What you need to do: Some lines in the listing hold the word "beneficiary". Return each of them.

The data:

:::

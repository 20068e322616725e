//! Per-account session state machine.
//!
//! ```text
//! Start -> AwaitWork -> AwaitCollect -> Commission -> Deposit -> Done
//!    \________________________ Failed ___________________________/
//! ```
//!
//! A session owns its transport link for its whole lifetime and always
//! closes it, whatever the outcome. Every failure is folded into the
//! returned [`AccountResult`]; nothing escapes to the coordinator.

pub mod feed;
pub mod gate;
pub mod recovery;

use std::fmt;
use std::sync::Arc;
use std::time::Duration;

use crate::account::{CommissionRates, Credential};
use crate::classifier::{ReplyOutcome, format_amount};
use crate::error::SessionError;
use crate::executor::CommandExecutor;
use crate::tally::{AccountResult, CooldownReport, TallyHandle};
use crate::transport::{AccountLink, Command, CommandKind, Transport};

pub use feed::ReplyFeed;
pub use gate::{CommissionGate, CommissionTicket};
pub use recovery::{Recovered, recover_from_history};

/// Timing and routing shared by every session of a run.
#[derive(Debug, Clone)]
pub struct SessionSettings {
    /// Pause between consecutive commands.
    pub settle_delay: Duration,
    pub work_reply_timeout: Duration,
    pub collect_reply_timeout: Duration,
    /// Whole-session deadline.
    pub account_budget: Duration,
    /// Replies scanned by history recovery.
    pub history_limit: usize,
    /// Commission recipient.
    pub beneficiary: Option<String>,
    /// Only replies from this author are considered; `None` accepts all.
    pub service_author: Option<String>,
    pub rates: CommissionRates,
}

impl Default for SessionSettings {
    fn default() -> Self {
        Self {
            settle_delay: Duration::from_secs(2),
            work_reply_timeout: Duration::from_secs(10),
            collect_reply_timeout: Duration::from_secs(5),
            account_budget: Duration::from_secs(120),
            history_limit: 10,
            beneficiary: None,
            service_author: None,
            rates: CommissionRates::default(),
        }
    }
}

#[derive(Debug, Clone, Copy, PartialEq, Eq)]
pub enum SessionState {
    Start,
    AwaitWork,
    AwaitCollect,
    Commission,
    Deposit,
    Done,
    Failed,
}

impl fmt::Display for SessionState {
    fn fmt(&self, f: &mut fmt::Formatter<'_>) -> fmt::Result {
        let s = match self {
            Self::Start => "start",
            Self::AwaitWork => "await_work",
            Self::AwaitCollect => "await_collect",
            Self::Commission => "commission",
            Self::Deposit => "deposit",
            Self::Done => "done",
            Self::Failed => "failed",
        };
        f.write_str(s)
    }
}

/// What a session learned before it ended; survives a budget overrun.
#[derive(Debug)]
struct Progress {
    state: SessionState,
    collected: u64,
    commission: u64,
}

impl Progress {
    fn new() -> Self {
        Self {
            state: SessionState::Start,
            collected: 0,
            commission: 0,
        }
    }

    fn enter(&mut self, account: &str, state: SessionState) {
        tracing::debug!(account, from = %self.state, to = %state, "session transition");
        self.state = state;
    }
}

pub struct AccountSession {
    credential: Credential,
    transport: Arc<dyn Transport>,
    executor: CommandExecutor,
    settings: Arc<SessionSettings>,
    tally: TallyHandle,
    gate: CommissionGate,
    ticket: Option<CommissionTicket>,
}

impl AccountSession {
    pub fn new(
        credential: Credential,
        transport: Arc<dyn Transport>,
        executor: CommandExecutor,
        settings: Arc<SessionSettings>,
        tally: TallyHandle,
        gate: CommissionGate,
    ) -> Self {
        Self {
            credential,
            transport,
            executor,
            settings,
            tally,
            gate,
            ticket: None,
        }
    }

    /// Attach the gate ticket this session releases after its commission step.
    pub fn with_ticket(mut self, ticket: CommissionTicket) -> Self {
        self.ticket = Some(ticket);
        self
    }

    /// Drive the account to completion. Never fails; the outcome is recorded
    /// in the tally and returned.
    pub async fn run(mut self) -> AccountResult {
        let label = self.credential.label().to_string();
        let tier = self.credential.tier();
        let budget = self.settings.account_budget;
        let ticket = self.ticket.take();

        let mut link: Option<Arc<dyn AccountLink>> = None;
        let mut progress = Progress::new();

        let outcome =
            match tokio::time::timeout(budget, self.drive(&mut link, &mut progress, ticket)).await {
                Ok(outcome) => outcome,
                Err(_) => Err(SessionError::Timeout { budget }),
            };

        if let Some(link) = link.take()
            && let Err(e) = link.close().await
        {
            tracing::debug!(account = %label, error = %e, "closing transport failed");
        }

        let result = match outcome {
            Ok(()) => {
                tracing::info!(
                    account = %label,
                    collected = progress.collected,
                    commission = progress.commission,
                    "session complete"
                );
                AccountResult {
                    account: label,
                    tier,
                    succeeded: true,
                    collected_amount: progress.collected,
                    commission: progress.commission,
                    error_message: None,
                }
            }
            Err(e) => {
                let message = e.to_string();
                tracing::warn!(
                    account = %label,
                    state = %progress.state,
                    error = %message,
                    "session failed"
                );
                progress.enter(&label, SessionState::Failed);
                self.tally.failure(label.clone(), message.clone());
                AccountResult {
                    account: label,
                    tier,
                    succeeded: false,
                    collected_amount: progress.collected,
                    commission: progress.commission,
                    error_message: Some(message),
                }
            }
        };

        self.tally.finished(result.clone());
        result
    }

    async fn drive(
        &self,
        slot: &mut Option<Arc<dyn AccountLink>>,
        progress: &mut Progress,
        ticket: Option<CommissionTicket>,
    ) -> Result<(), SessionError> {
        let label = self.credential.label();
        let tier = self.credential.tier();

        let link = self.transport.connect(&self.credential).await?;
        *slot = Some(Arc::clone(&link));
        let identity = link.identity().to_string();
        tracing::info!(account = %label, identity = %identity, tier = %tier, "logged in");

        let work = link.resolve_command(CommandKind::Work).await?;
        let collect = link.resolve_command(CommandKind::Collect).await?;
        let deposit = link.resolve_command(CommandKind::Deposit).await?;

        // Subscribe before the first send so no reply is missed.
        let mut feed = ReplyFeed::new(
            link.subscribe(),
            identity.as_str(),
            self.settings.service_author.clone(),
        );
        self.settle().await;

        progress.enter(label, SessionState::AwaitWork);
        if self.executor.execute(link.as_ref(), &work, &Command::Work).await {
            match feed
                .next_outcome(self.settings.work_reply_timeout, ReplyOutcome::is_related)
                .await
            {
                Some(ReplyOutcome::WorkCooldown {
                    ready_at: Some(ready_at),
                }) => {
                    tracing::info!(account = %label, ready_at = %ready_at, "work on cooldown")
                }
                Some(outcome) => {
                    tracing::debug!(account = %label, outcome = outcome.name(), "work reply")
                }
                None => tracing::info!(account = %label, "no work reply before timeout"),
            }
        } else {
            tracing::warn!(account = %label, "work command failed, continuing");
        }

        self.settle().await;
        progress.enter(label, SessionState::AwaitCollect);
        let collected = if self
            .executor
            .execute(link.as_ref(), &collect, &Command::Collect)
            .await
        {
            self.await_collect(link.as_ref(), &mut feed).await
        } else {
            tracing::warn!(account = %label, "collect command failed, continuing");
            0
        };
        progress.collected = collected;

        if collected > 0 && tier.pays_commission() {
            progress.enter(label, SessionState::Commission);
            progress.commission = self.pay_commission(link.as_ref(), collected).await;
        }
        if let Some(ticket) = ticket {
            ticket.release();
        }

        if collected > 0 && !tier.pays_commission() && self.gate.pending() > 0 {
            tracing::info!(
                account = %label,
                pending = self.gate.pending(),
                "waiting for commission accounts before depositing"
            );
            self.gate.settled().await;
            self.settle().await;
        }

        progress.enter(label, SessionState::Deposit);
        if !self
            .executor
            .execute(link.as_ref(), &deposit, &Command::deposit_all())
            .await
        {
            return Err(SessionError::DepositFailed);
        }
        match feed
            .next_outcome(self.settings.collect_reply_timeout, |outcome| {
                matches!(
                    outcome,
                    ReplyOutcome::DepositConfirmed { .. } | ReplyOutcome::DepositEmpty
                )
            })
            .await
        {
            Some(ReplyOutcome::DepositConfirmed {
                amount: Some(amount),
            }) => tracing::info!(account = %label, amount, "deposited"),
            Some(ReplyOutcome::DepositEmpty) => {
                tracing::info!(account = %label, "nothing to deposit")
            }
            _ => tracing::debug!(account = %label, "deposit sent, no confirmation seen"),
        }

        progress.enter(label, SessionState::Done);
        Ok(())
    }

    async fn settle(&self) {
        tokio::time::sleep(self.settings.settle_delay).await;
    }

    async fn await_collect(&self, link: &dyn AccountLink, feed: &mut ReplyFeed) -> u64 {
        let label = self.credential.label();
        match feed
            .next_outcome(
                self.settings.collect_reply_timeout,
                ReplyOutcome::is_collect_result,
            )
            .await
        {
            Some(ReplyOutcome::CollectSuccess {
                total_amount,
                per_role_amounts,
            }) => {
                tracing::info!(
                    account = %label,
                    total = total_amount,
                    roles = per_role_amounts.len(),
                    "income collected"
                );
                total_amount
            }
            Some(ReplyOutcome::CollectCooldown { cooldowns }) => {
                tracing::info!(account = %label, entries = cooldowns.len(), "collect on cooldown");
                self.tally.cooldown(CooldownReport {
                    account: label.to_string(),
                    cooldowns,
                });
                0
            }
            Some(other) => {
                tracing::debug!(
                    account = %label,
                    outcome = other.name(),
                    "unexpected collect reply"
                );
                0
            }
            None => self.recover(link, feed.subject()).await,
        }
    }

    async fn recover(&self, link: &dyn AccountLink, subject: &str) -> u64 {
        let label = self.credential.label();
        tracing::info!(account = %label, "no collect reply, scanning recent history");
        let history = match link.fetch_recent_history(self.settings.history_limit).await {
            Ok(history) => history,
            Err(e) => {
                tracing::warn!(account = %label, error = %e, "history unavailable");
                return 0;
            }
        };
        let Some(recovered) =
            recover_from_history(&history, subject, self.settings.service_author.as_deref())
        else {
            tracing::info!(account = %label, "nothing recoverable in history");
            return 0;
        };
        let amount = recovered.amount();
        match recovered {
            Recovered::Collected(_) => {
                tracing::info!(account = %label, amount, "recovered collection from history")
            }
            Recovered::EstimatedFromDeposit(_) => {
                tracing::info!(account = %label, amount, "estimated collection from deposit")
            }
        }
        amount
    }

    /// Returns the commission actually paid.
    async fn pay_commission(&self, link: &dyn AccountLink, collected: u64) -> u64 {
        let label = self.credential.label();
        let amount = self
            .settings
            .rates
            .commission(self.credential.tier(), collected);
        if amount == 0 {
            return 0;
        }
        let Some(beneficiary) = self.settings.beneficiary.as_deref() else {
            tracing::warn!(account = %label, amount, "no commission recipient configured");
            self.tally.failure(
                label,
                format!("commission of {} skipped: no recipient", format_amount(amount)),
            );
            return 0;
        };

        let handle = match link.resolve_command(CommandKind::Pay).await {
            Ok(handle) => handle,
            Err(e) => {
                tracing::warn!(account = %label, error = %e, "pay command unavailable");
                self.tally.failure(
                    label,
                    format!("commission of {} failed: {e}", format_amount(amount)),
                );
                return 0;
            }
        };

        let command = Command::Pay {
            target: beneficiary.to_string(),
            amount,
        };
        let paid = self.executor.execute(link, &handle, &command).await;
        self.settle().await;
        if paid {
            tracing::info!(account = %label, amount, "commission paid");
            amount
        } else {
            tracing::warn!(account = %label, amount, "commission transfer failed");
            self.tally
                .failure(label, format!("commission of {} failed", format_amount(amount)));
            0
        }
    }
}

:::

Answer:
    pub beneficiary: Option<String>,
            beneficiary: None,
        let Some(beneficiary) = self.settings.beneficiary.as_deref() else {
            target: beneficiary.to_string(),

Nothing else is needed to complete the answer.